DATA SHOWN:

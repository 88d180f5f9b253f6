#![forbid(unsafe_code)]

//! Fragment registry: a fixed set of named slots holding handles to
//! host-owned elements.
//!
//! Slots hold generational [`NodeId`]s instead of weak references. A read
//! re-validates that the handle is still live *and* connected; anything else
//! clears the slot and reads as `None` (self-healing). Detach notifications
//! clear slots explicitly, so lifetimes are deterministic rather than
//! GC-driven.
//!
//! Setting a slot never errors, even if the element is connected somewhere
//! unexpected — callers are responsible for checking connectivity before
//! trusting a read.

use crate::epoch::EpochKey;
use tabweld_host::{Document, NodeId};
use tracing::trace;

/// The fixed set of fragments the engine tracks.
#[derive(Clone, Copy, PartialEq, Eq, Debug)]
pub enum FragmentSlot {
    /// The "related items" list fragment.
    Related,
    /// The comments panel root.
    Comments,
    /// The description/info panel root.
    Info,
    /// The live-chat root.
    Chat,
    /// The playlist panel root.
    Playlist,
    /// The host page root the engine decorates.
    PageRoot,
}

impl FragmentSlot {
    pub const ALL: [FragmentSlot; 6] = [
        Self::Related,
        Self::Comments,
        Self::Info,
        Self::Chat,
        Self::Playlist,
        Self::PageRoot,
    ];

    fn index(self) -> usize {
        match self {
            Self::Related => 0,
            Self::Comments => 1,
            Self::Info => 2,
            Self::Chat => 3,
            Self::Playlist => 4,
            Self::PageRoot => 5,
        }
    }

    /// The epoch key guarding rebinds of this slot.
    pub fn epoch_key(self) -> EpochKey {
        match self {
            Self::Related => EpochKey::Related,
            Self::Comments => EpochKey::Comments,
            Self::Info => EpochKey::Info,
            Self::Chat => EpochKey::Chat,
            Self::Playlist => EpochKey::Playlist,
            Self::PageRoot => EpochKey::PageRoot,
        }
    }
}

/// Fixed arena of fragment slots.
#[derive(Debug, Default)]
pub struct SlotTable {
    slots: [Option<NodeId>; 6],
}

impl SlotTable {
    pub fn new() -> Self {
        Self::default()
    }

    pub fn set(&mut self, slot: FragmentSlot, node: Option<NodeId>) {
        self.slots[slot.index()] = node;
    }

    /// Self-healing read: returns the node only if it is live and connected,
    /// clearing the slot otherwise.
    pub fn get(&mut self, slot: FragmentSlot, doc: &Document) -> Option<NodeId> {
        let node = self.slots[slot.index()]?;
        if doc.is_alive(node) && doc.is_connected(node) {
            Some(node)
        } else {
            trace!(?slot, "clearing stale fragment slot");
            self.slots[slot.index()] = None;
            None
        }
    }

    /// Raw read without validation. Test and diagnostics use only.
    pub fn peek(&self, slot: FragmentSlot) -> Option<NodeId> {
        self.slots[slot.index()]
    }

    pub fn invalidate(&mut self, slot: FragmentSlot) {
        self.slots[slot.index()] = None;
    }

    pub fn clear_all(&mut self) {
        self.slots = [None; 6];
    }
}

#[cfg(test)]
mod tests {
    use super::*;

    #[test]
    fn get_clears_disconnected_entries() {
        let mut doc = Document::new();
        let chat = doc.create_element("live-chat");
        doc.append_child(doc.root(), chat);
        let mut slots = SlotTable::new();
        slots.set(FragmentSlot::Chat, Some(chat));
        assert_eq!(slots.get(FragmentSlot::Chat, &doc), Some(chat));

        doc.detach(chat);
        assert_eq!(slots.get(FragmentSlot::Chat, &doc), None);
        assert_eq!(slots.peek(FragmentSlot::Chat), None);
    }

    #[test]
    fn get_clears_destroyed_entries() {
        let mut doc = Document::new();
        let node = doc.create_element("playlist-panel");
        doc.append_child(doc.root(), node);
        let mut slots = SlotTable::new();
        slots.set(FragmentSlot::Playlist, Some(node));
        doc.destroy(node);
        assert_eq!(slots.get(FragmentSlot::Playlist, &doc), None);
    }

    #[test]
    fn clear_all_empties_every_slot() {
        let mut doc = Document::new();
        let node = doc.create_element("x");
        doc.append_child(doc.root(), node);
        let mut slots = SlotTable::new();
        for slot in FragmentSlot::ALL {
            slots.set(slot, Some(node));
        }
        slots.clear_all();
        for slot in FragmentSlot::ALL {
            assert_eq!(slots.get(slot, &doc), None);
        }
    }
}
#![forbid(unsafe_code)]

//! Engine configuration.
//!
//! Selectors and component-class names here encode the host contract; they
//! are expected to need adjustment when the host redesigns its page
//! structure. Delays are logical scheduler ticks, not wall time.

use crate::hooks::HookSpec;
use crate::registry::FragmentSlot;
use tabweld_host::Selector;

#[derive(Clone, Debug)]
pub struct EngineConfig {
    /// Locates the page root after navigation.
    pub page_root_selector: Selector,
    /// Locates the side column (under the page root) that gets wrapped.
    pub side_column_selector: Selector,
    /// Tag of host engagement panels.
    pub engagement_panel_tag: String,
    /// Page-root attributes set by competing external plugins. Any present
    /// attribute routes reconciliation through the plugin-override path.
    pub plugin_attributes: Vec<String>,
    /// Lifecycle hooks to install, one per host component class.
    pub hooks: Vec<HookSpec>,
    /// Ticks to wait before post-layout fixup passes, letting the host's own
    /// rendering settle first.
    pub settle_delay_ticks: u32,
    /// Ticks between root-resolution retries after navigation.
    pub retry_delay_ticks: u32,
    /// Root-resolution attempts per navigation before giving up.
    pub max_root_retries: u32,
    /// Pump-round budget for `run_until_idle`.
    pub max_idle_rounds: u32,
}

impl Default for EngineConfig {
    fn default() -> Self {
        Self {
            page_root_selector: Selector::parse("watch-page")
                .expect("default selector parses"),
            side_column_selector: Selector::parse("aside#secondary")
                .expect("default selector parses"),
            engagement_panel_tag: "engagement-panel".to_string(),
            plugin_attributes: Vec::new(),
            hooks: default_hooks(),
            settle_delay_ticks: 2,
            retry_delay_ticks: 4,
            max_root_retries: 8,
            max_idle_rounds: 64,
        }
    }
}

fn default_hooks() -> Vec<HookSpec> {
    vec![
        HookSpec::fragment("related-list", FragmentSlot::Related),
        HookSpec::fragment("comments-section", FragmentSlot::Comments),
        HookSpec::fragment("description-panel", FragmentSlot::Info),
        HookSpec::fragment("live-chat", FragmentSlot::Chat),
        HookSpec::fragment("playlist-panel", FragmentSlot::Playlist),
        HookSpec::data_only("watch-page"),
    ]
}
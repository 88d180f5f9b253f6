#![forbid(unsafe_code)]

//! Fragment synchronization engine for SPA host pages.
//!
//! The engine keeps a set of host-owned page fragments (related list,
//! comments, description, live chat, playlist) welded into a managed tab
//! container, and arbitrates the panels that compete with those tabs for the
//! same screen region. It never blocks and never acts re-entrantly: host
//! events are drained, reactions are scheduled as ticketed tasks, and every
//! task re-validates its generation ticket before producing effects.
//!
//! # Key Components
//!
//! - [`Engine`] - the pump loop and public control surface
//! - [`EngineConfig`] - selectors, hook specs, and tick delays
//! - [`EpochTable`] - per-concern generation counters, the cancellation
//!   mechanism
//! - [`SlotTable`] - self-healing fragment registry keyed by [`FragmentSlot`]
//! - [`HookInstaller`] - idempotent, deferrable lifecycle hook wiring
//! - [`UiFlags`] / [`rules`] - the flag snapshot and the declarative
//!   transition table driving corrective actions
//! - [`reparent`] - identity-preserving fragment relocation
//!
//! # Invariants
//!
//! 1. A superseded ticket never produces effects.
//! 2. The engine's own child-list mutations never re-trigger its observers.
//! 3. Corrective attribute writes converge: a pass over an unchanged
//!    snapshot fires no rules, and no-op writes record nothing.

pub mod config;
pub mod contract;
pub mod engine;
pub mod epoch;
pub mod flags;
pub mod hooks;
pub mod navigation;
pub mod observers;
pub mod panel_state;
pub mod registry;
pub mod reparent;
pub mod rules;
pub mod scheduler;
pub mod tabs;

pub use config::EngineConfig;
pub use contract::TabId;
pub use engine::{Engine, EngineStats};
pub use epoch::{EpochKey, EpochTable, TICKET_CEILING, TICKET_RESET, Ticket};
pub use flags::UiFlags;
pub use hooks::{HookError, HookInstaller, HookReaction, HookSpec};
pub use navigation::NavigationCoordinator;
pub use panel_state::{PanelOwner, PanelState};
pub use registry::{FragmentSlot, SlotTable};
pub use reparent::{ReparentError, reparent};
pub use rules::{Corrective, RULES, Rule, evaluate};
pub use scheduler::{Scheduler, Task, TaskKind};
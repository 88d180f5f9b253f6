#![forbid(unsafe_code)]

//! Arena-backed document tree.
//!
//! # Design
//!
//! Nodes live in a slab with a free list; a [`NodeId`] carries the slot index
//! plus the slot's generation at allocation time, so a handle to a destroyed
//! node can never resolve to the node that later reuses the slot. This is the
//! deterministic replacement for weak references: readers re-validate
//! liveness and connectivity instead of waiting for garbage collection.
//!
//! Every mutation appends a [`MutationRecord`] tagged with the current
//! [`Actor`], and every connectivity change of a component-bound node emits a
//! [`LifecycleEvent`]. Both streams are drained by the consumer (the engine),
//! never delivered re-entrantly, so host bookkeeping for a mutation always
//! completes before anyone reacts to it.
//!
//! # Invariants
//!
//! 1. A live node has exactly one parent or none; a node appears at most once
//!    in any child list.
//! 2. `is_connected(n)` holds iff `n` is reachable from `root()` by parent
//!    links.
//! 3. Setting an attribute to its current value is a no-op: no record, no
//!    event. This is what lets reconciliation passes terminate.
//! 4. Lifecycle events fire only on connectivity *changes*; moving a node
//!    between two connected parents emits nothing.

use ahash::AHashMap;
use tracing::trace;

/// Generational handle to a document node.
#[derive(Clone, Copy, PartialEq, Eq, Hash, Debug)]
pub struct NodeId {
    index: u32,
    generation: u32,
}

impl std::fmt::Display for NodeId {
    fn fmt(&self, f: &mut std::fmt::Formatter<'_>) -> std::fmt::Result {
        write!(f, "{}v{}", self.index, self.generation)
    }
}

/// Who performed a mutation. The engine tags its own writes so observers can
/// tell "moved by us" from "moved by the host".
#[derive(Clone, Copy, PartialEq, Eq, Debug)]
pub enum Actor {
    Host,
    Engine,
}

/// One recorded mutation, drained in order by the consumer.
#[derive(Clone, Debug)]
pub struct MutationRecord {
    pub target: NodeId,
    pub actor: Actor,
    pub kind: MutationKind,
}

#[derive(Clone, Debug)]
pub enum MutationKind {
    /// An attribute was set or removed on `target`.
    Attribute {
        name: String,
        old: Option<String>,
        new: Option<String>,
    },
    /// The child list of `target` changed.
    ChildList,
}

/// Component lifecycle phase, mirroring the host's instance callbacks.
#[derive(Clone, Copy, PartialEq, Eq, Hash, Debug)]
pub enum LifecyclePhase {
    Attached,
    Detached,
    DataChanged,
}

/// A lifecycle notification for one component-bound node.
#[derive(Clone, Debug)]
pub struct LifecycleEvent {
    pub node: NodeId,
    /// Component kind (class name) bound to the node.
    pub kind: String,
    pub phase: LifecyclePhase,
    /// Actor whose mutation caused the event. `DataChanged` is always host.
    pub actor: Actor,
}

struct NodeData {
    tag: String,
    attrs: AHashMap<String, String>,
    parent: Option<NodeId>,
    children: Vec<NodeId>,
    component: Option<String>,
}

struct Slot {
    generation: u32,
    data: Option<NodeData>,
}

/// The document tree.
pub struct Document {
    slots: Vec<Slot>,
    free: Vec<u32>,
    root: NodeId,
    actor: Actor,
    mutations: Vec<MutationRecord>,
    lifecycle: Vec<LifecycleEvent>,
    /// Raw per-(kind, phase) dispatch counts, incremented at emission. The
    /// host side always runs exactly once per event; consumers can compare
    /// their delivery counts against these.
    dispatch_counts: AHashMap<(String, LifecyclePhase), u64>,
    history: Option<Vec<MutationRecord>>,
}

impl Document {
    /// Create a document with a connected root node (tag `body`).
    pub fn new() -> Self {
        let mut doc = Self {
            slots: Vec::new(),
            free: Vec::new(),
            root: NodeId {
                index: 0,
                generation: 0,
            },
            actor: Actor::Host,
            mutations: Vec::new(),
            lifecycle: Vec::new(),
            dispatch_counts: AHashMap::new(),
            history: None,
        };
        doc.root = doc.create_element("body");
        doc
    }

    /// The always-connected root.
    pub fn root(&self) -> NodeId {
        self.root
    }

    /// Allocate a detached element.
    pub fn create_element(&mut self, tag: impl Into<String>) -> NodeId {
        let data = NodeData {
            tag: tag.into(),
            attrs: AHashMap::new(),
            parent: None,
            children: Vec::new(),
            component: None,
        };
        match self.free.pop() {
            Some(index) => {
                let slot = &mut self.slots[index as usize];
                slot.data = Some(data);
                NodeId {
                    index,
                    generation: slot.generation,
                }
            }
            None => {
                let index = self.slots.len() as u32;
                self.slots.push(Slot {
                    generation: 0,
                    data: Some(data),
                });
                NodeId {
                    index,
                    generation: 0,
                }
            }
        }
    }

    /// Bind a component kind to a node. Connectivity changes of the node will
    /// emit lifecycle events for this kind from then on.
    pub fn set_component(&mut self, id: NodeId, kind: impl Into<String>) {
        if let Some(data) = self.data_mut(id) {
            data.component = Some(kind.into());
        }
    }

    pub fn component(&self, id: NodeId) -> Option<&str> {
        self.data(id).and_then(|d| d.component.as_deref())
    }

    pub fn is_alive(&self, id: NodeId) -> bool {
        self.data(id).is_some()
    }

    /// Whether `id` is reachable from the root by parent links.
    pub fn is_connected(&self, id: NodeId) -> bool {
        let mut cur = id;
        loop {
            if cur == self.root {
                return self.is_alive(id);
            }
            match self.data(cur).and_then(|d| d.parent) {
                Some(p) => cur = p,
                None => return false,
            }
        }
    }

    pub fn tag(&self, id: NodeId) -> Option<&str> {
        self.data(id).map(|d| d.tag.as_str())
    }

    pub fn parent(&self, id: NodeId) -> Option<NodeId> {
        self.data(id).and_then(|d| d.parent)
    }

    pub fn children(&self, id: NodeId) -> &[NodeId] {
        self.data(id).map(|d| d.children.as_slice()).unwrap_or(&[])
    }

    /// The sibling immediately after `id`, if any.
    pub fn next_sibling(&self, id: NodeId) -> Option<NodeId> {
        let parent = self.parent(id)?;
        let children = self.children(parent);
        let pos = children.iter().position(|&c| c == id)?;
        children.get(pos + 1).copied()
    }

    pub fn get_attribute(&self, id: NodeId, name: &str) -> Option<&str> {
        self.data(id).and_then(|d| d.attrs.get(name)).map(|s| s.as_str())
    }

    pub fn has_attribute(&self, id: NodeId, name: &str) -> bool {
        self.get_attribute(id, name).is_some()
    }

    /// Set an attribute. Writing the current value is a no-op.
    pub fn set_attribute(&mut self, id: NodeId, name: &str, value: impl Into<String>) {
        let value = value.into();
        let old = match self.data_mut(id) {
            Some(data) => {
                if data.attrs.get(name).map(|v| v.as_str()) == Some(value.as_str()) {
                    return;
                }
                data.attrs.insert(name.to_string(), value.clone())
            }
            None => return,
        };
        self.record(MutationRecord {
            target: id,
            actor: self.actor,
            kind: MutationKind::Attribute {
                name: name.to_string(),
                old,
                new: Some(value),
            },
        });
    }

    /// Remove an attribute. Removing an absent attribute is a no-op.
    pub fn remove_attribute(&mut self, id: NodeId, name: &str) {
        let old = match self.data_mut(id) {
            Some(data) => match data.attrs.remove(name) {
                Some(old) => old,
                None => return,
            },
            None => return,
        };
        self.record(MutationRecord {
            target: id,
            actor: self.actor,
            kind: MutationKind::Attribute {
                name: name.to_string(),
                old: Some(old),
                new: None,
            },
        });
    }

    /// Append `child` as the last child of `parent`, detaching it from any
    /// current parent first.
    pub fn append_child(&mut self, parent: NodeId, child: NodeId) {
        self.move_node(parent, child, None);
    }

    /// Insert `child` into `parent` immediately before `reference`
    /// (or append when `reference` is `None`).
    pub fn insert_before(&mut self, parent: NodeId, child: NodeId, reference: Option<NodeId>) {
        self.move_node(parent, child, reference);
    }

    /// Detach `child` from its parent; the node stays alive but disconnected.
    pub fn detach(&mut self, child: NodeId) {
        if !self.is_alive(child) || self.parent(child).is_none() {
            return;
        }
        let was_connected = self.is_connected(child);
        self.unlink(child);
        if was_connected {
            self.emit_connectivity(child, LifecyclePhase::Detached);
        }
    }

    /// Destroy a subtree: detach it, emit detach lifecycle for connected
    /// components, then free every slot (bumping generations so existing
    /// handles go dead).
    pub fn destroy(&mut self, id: NodeId) {
        if !self.is_alive(id) || id == self.root {
            return;
        }
        self.detach(id);
        let mut stack = vec![id];
        while let Some(n) = stack.pop() {
            let children = match self.data_mut(n) {
                Some(data) => std::mem::take(&mut data.children),
                None => continue,
            };
            stack.extend(children);
            let slot = &mut self.slots[n.index as usize];
            slot.data = None;
            slot.generation = slot.generation.wrapping_add(1);
            self.free.push(n.index);
        }
    }

    fn move_node(&mut self, parent: NodeId, child: NodeId, reference: Option<NodeId>) {
        if !self.is_alive(parent) || !self.is_alive(child) || parent == child {
            return;
        }
        // Refuse to create a cycle.
        let mut cur = Some(parent);
        while let Some(n) = cur {
            if n == child {
                return;
            }
            cur = self.parent(n);
        }
        let was_connected = self.is_connected(child);
        self.unlink(child);
        let index = match reference {
            Some(r) => self
                .children(parent)
                .iter()
                .position(|&c| c == r)
                .unwrap_or(self.children(parent).len()),
            None => self.children(parent).len(),
        };
        if let Some(data) = self.data_mut(child) {
            data.parent = Some(parent);
        }
        if let Some(data) = self.data_mut(parent) {
            data.children.insert(index, child);
        }
        self.record(MutationRecord {
            target: parent,
            actor: self.actor,
            kind: MutationKind::ChildList,
        });
        let now_connected = self.is_connected(child);
        if was_connected && !now_connected {
            self.emit_connectivity(child, LifecyclePhase::Detached);
        } else if !was_connected && now_connected {
            self.emit_connectivity(child, LifecyclePhase::Attached);
        }
    }

    fn unlink(&mut self, child: NodeId) {
        let Some(parent) = self.parent(child) else {
            return;
        };
        if let Some(data) = self.data_mut(parent) {
            data.children.retain(|&c| c != child);
        }
        if let Some(data) = self.data_mut(child) {
            data.parent = None;
        }
        self.record(MutationRecord {
            target: parent,
            actor: self.actor,
            kind: MutationKind::ChildList,
        });
    }

    /// Notify that the component bound to `id` mutated its data. Host-only
    /// signal; no-op for nodes without a component binding.
    pub fn data_changed(&mut self, id: NodeId) {
        let Some(kind) = self.component(id).map(|k| k.to_string()) else {
            return;
        };
        self.emit(LifecycleEvent {
            node: id,
            kind,
            phase: LifecyclePhase::DataChanged,
            actor: Actor::Host,
        });
    }

    /// Emit lifecycle events for every component-bound node in the subtree.
    fn emit_connectivity(&mut self, subtree: NodeId, phase: LifecyclePhase) {
        let mut stack = vec![subtree];
        let mut events = Vec::new();
        while let Some(n) = stack.pop() {
            if let Some(kind) = self.component(n) {
                events.push(LifecycleEvent {
                    node: n,
                    kind: kind.to_string(),
                    phase,
                    actor: self.actor,
                });
            }
            stack.extend_from_slice(self.children(n));
        }
        for ev in events {
            self.emit(ev);
        }
    }

    fn emit(&mut self, ev: LifecycleEvent) {
        trace!(kind = %ev.kind, phase = ?ev.phase, actor = ?ev.actor, "lifecycle event");
        *self
            .dispatch_counts
            .entry((ev.kind.clone(), ev.phase))
            .or_insert(0) += 1;
        self.lifecycle.push(ev);
    }

    fn record(&mut self, rec: MutationRecord) {
        if let Some(history) = self.history.as_mut() {
            history.push(rec.clone());
        }
        self.mutations.push(rec);
    }

    /// Take the pending mutation records, oldest first.
    pub fn drain_mutations(&mut self) -> Vec<MutationRecord> {
        std::mem::take(&mut self.mutations)
    }

    /// Take the pending lifecycle events, oldest first.
    pub fn drain_lifecycle(&mut self) -> Vec<LifecycleEvent> {
        std::mem::take(&mut self.lifecycle)
    }

    /// How many times the host dispatched `phase` for component `kind`.
    pub fn dispatch_count(&self, kind: &str, phase: LifecyclePhase) -> u64 {
        self.dispatch_counts
            .get(&(kind.to_string(), phase))
            .copied()
            .unwrap_or(0)
    }

    /// Enable or disable the persistent mutation history (off by default).
    pub fn set_history(&mut self, enabled: bool) {
        if enabled && self.history.is_none() {
            self.history = Some(Vec::new());
        } else if !enabled {
            self.history = None;
        }
    }

    /// Take the recorded history, if recording is enabled.
    pub fn take_history(&mut self) -> Vec<MutationRecord> {
        self.history.as_mut().map(std::mem::take).unwrap_or_default()
    }

    /// Run `f` with mutations tagged as [`Actor::Engine`]. The actor is
    /// restored when the returned guard drops, including on early exit.
    pub fn as_engine(&mut self) -> EngineActor<'_> {
        let prev = self.actor;
        self.actor = Actor::Engine;
        EngineActor { doc: self, prev }
    }

    pub fn current_actor(&self) -> Actor {
        self.actor
    }

    fn data(&self, id: NodeId) -> Option<&NodeData> {
        let slot = self.slots.get(id.index as usize)?;
        if slot.generation != id.generation {
            return None;
        }
        slot.data.as_ref()
    }

    fn data_mut(&mut self, id: NodeId) -> Option<&mut NodeData> {
        let slot = self.slots.get_mut(id.index as usize)?;
        if slot.generation != id.generation {
            return None;
        }
        slot.data.as_mut()
    }
}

PROBLEM DESCRIPTION: The exercise is to copy out every line above that has the word "attrs" in it.

EXPECTED ANSWER:
    attrs: AHashMap<String, String>,
            attrs: AHashMap::new(),
        self.data(id).and_then(|d| d.attrs.get(name)).map(|s| s.as_str())
                if data.attrs.get(name).map(|v| v.as_str()) == Some(value.as_str()) {
                data.attrs.insert(name.to_string(), value.clone())
            Some(data) => match data.attrs.remove(name) {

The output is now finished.